Несмотря на чуть ли не ежедневные запросы МИД по отдельным делам в разной стадии их развития (при этом нередко МИД ставил государя перед совершившимся фактом), никакого единения у МИД со своим монархом не было. Прежние патриархальные отношения, когда царь был в известном смысле своим собственным министром иностранных дел, а министр — его секретарём и исполнителем, определённо кончились. Министру давалась довольно большая свобода в ведении дел, но он никогда не знал, что может ему сойти и что нет. Пример Сазонова, так неожиданно уволенного, показывает ненормальность отношений между министром иностранных дел и государем. Часто неопределённость отношений, столь характерная для всего этого периода, приводила к неприятным столкновениям. Союзные послы, не исключая Бьюкенена и Палеолога, очень любили прямо обращаться к государю, минуя МИД, и как раз по наиболее важным делам, например о судьбе Константинополя, о западных славянах, а Сазонову приходилось царские обещания так или иначе аннулировать, ибо они совершенно не отвечали общему тону русской внешней политики. Поэтому неудивительно, что должность министра иностранных дел считалась по сравнению с посольской крайне тягостной, и мечтой всякого министра было посольское место. Так было с Извольским, уехавшим в Париж, так было с Чарыковым, предпочитавшим посольство в Константинополе министерскому посту, так же было и с Сазоновым, стремившимся в Лондон. Несомненно, самым больным местом деятельности дипломатического царского аппарата были именно взаимоотношения царя со своим министром. Позже в связи с отставкой Сазонова я коснусь и роли двора и Распутина во внешней политике России.

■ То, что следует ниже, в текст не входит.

use super::{
    FileStore, KeyValueStore, MemoryStore, Settings, FONT_SIZE_KEY, LAYOUT_KEY, SIDEBAR_KEY,
    SIDEBAR_WIDTH_KEY, THEME_KEY,
};
use crate::page_layout::Layout;
use crate::theme::Theme;

fn settings_with(entries: &[(&'static str, &'static str)]) -> Settings {
    Settings::new(MemoryStore::with_entries(entries.iter().copied()))
}

#[test]
fn test_defaults_when_empty() {
    let settings = Settings::in_memory();
    assert!(!settings.sidebar_collapsed());
    assert_eq!(settings.sidebar_width(), None);
    assert_eq!(settings.font_size(), 100);
    assert_eq!(settings.theme(), None);
    assert_eq!(settings.layout(), Layout::Layout1);
}

#[test]
fn test_malformed_values_fall_back() {
    let settings = settings_with(&[
        (SIDEBAR_KEY, "sideways"),
        (SIDEBAR_WIDTH_KEY, "wide"),
        (FONT_SIZE_KEY, "250"),
        (THEME_KEY, "sepia"),
        (LAYOUT_KEY, "layout9"),
    ]);
    assert!(!settings.sidebar_collapsed());
    assert_eq!(settings.sidebar_width(), None);
    assert_eq!(settings.font_size(), 100);
    assert_eq!(settings.theme(), None);
    assert_eq!(settings.layout(), Layout::Layout1);
}

#[test]
fn test_sidebar_width_is_clamped() {
    assert_eq!(settings_with(&[(SIDEBAR_WIDTH_KEY, "50")]).sidebar_width(), Some(200));
    assert_eq!(settings_with(&[(SIDEBAR_WIDTH_KEY, "999")]).sidebar_width(), Some(400));
    assert_eq!(settings_with(&[(SIDEBAR_WIDTH_KEY, "320px")]).sidebar_width(), Some(320));
}

#[test]
fn test_font_size_range_edges() {
    assert_eq!(settings_with(&[(FONT_SIZE_KEY, "80")]).font_size(), 80);
    assert_eq!(settings_with(&[(FONT_SIZE_KEY, "150")]).font_size(), 150);
    assert_eq!(settings_with(&[(FONT_SIZE_KEY, "70")]).font_size(), 100);
}

#[test]
fn test_setters_write_stored_strings() {
    let mut settings = Settings::in_memory();
    settings.set_sidebar_collapsed(true);
    settings.set_sidebar_width(280);
    settings.set_font_size(120);
    settings.set_theme(Theme::Dark);
    settings.set_layout(Layout::Layout3);

    assert_eq!(settings.raw(SIDEBAR_KEY).as_deref(), Some("collapsed"));
    assert_eq!(settings.raw(SIDEBAR_WIDTH_KEY).as_deref(), Some("280"));
    assert_eq!(settings.raw(FONT_SIZE_KEY).as_deref(), Some("120"));
    assert_eq!(settings.raw(THEME_KEY).as_deref(), Some("dark"));
    assert_eq!(settings.raw(LAYOUT_KEY).as_deref(), Some("layout3"));
    assert!(settings.sidebar_collapsed());
    assert_eq!(settings.layout(), Layout::Layout3);
}

#[test]
fn test_file_store_persists_across_opens() {
    let dir = tempfile::tempdir().unwrap();
    let path = dir.path().join("state.json");

    let mut settings = Settings::new(FileStore::open(&path).unwrap());
    settings.set_theme(Theme::Light);
    settings.set_font_size(90);
    drop(settings);

    let reopened = Settings::new(FileStore::open(&path).unwrap());
    assert_eq!(reopened.theme(), Some(Theme::Light));
    assert_eq!(reopened.font_size(), 90);
}

#[test]
fn test_file_store_ignores_corrupt_file() {
    let dir = tempfile::tempdir().unwrap();
    let path = dir.path().join("state.json");
    std::fs::write(&path, "not json").unwrap();

    let mut store = FileStore::open(&path).unwrap();
    assert_eq!(store.get(THEME_KEY), None);
    store.set(THEME_KEY, "dark").unwrap();

    let contents = std::fs::read_to_string(&path).unwrap();
    let parsed: serde_json::Value = serde_json::from_str(&contents).unwrap();
    assert_eq!(parsed[THEME_KEY], "dark");
}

Совершенно особую роль играли те или иные бумаги общегосударственного значения, а также губернаторские ежегодные отчёты с высочайшими пометками, которые на общем основании и в секретном порядке вносились в Совет министров. Если бумага шла на общем основании, то и обсуждение, и хранение этой бумаги совершались в обычном порядке, то есть вместе с остальными делами в каждом ведомстве. Если же это была секретная бумага, то она рассылалась с особой обложкой, в которой помимо указания на секретность бумаги отмечалось, что по окончании заседания Совета министров бумага должна быть передана обратно каждым министром в канцелярию Совета министров, где она и должна была храниться в секретном архиве. В теории от такой бумаги с секретными пометками государя мог оставаться след только в канцелярии Совета министров, где она размножалась в определённом количестве экземпляров, которые все должны были вернуться назад. На практике же Сазонов, например, никогда почти не возвращал такие бумаги, а всегда по рассеянности привозил их назад, и они хранились в нашем общем архиве с другими делами Совета министров (т.е. вопреки правилу канцелярии Совета министров оставались в ведомстве).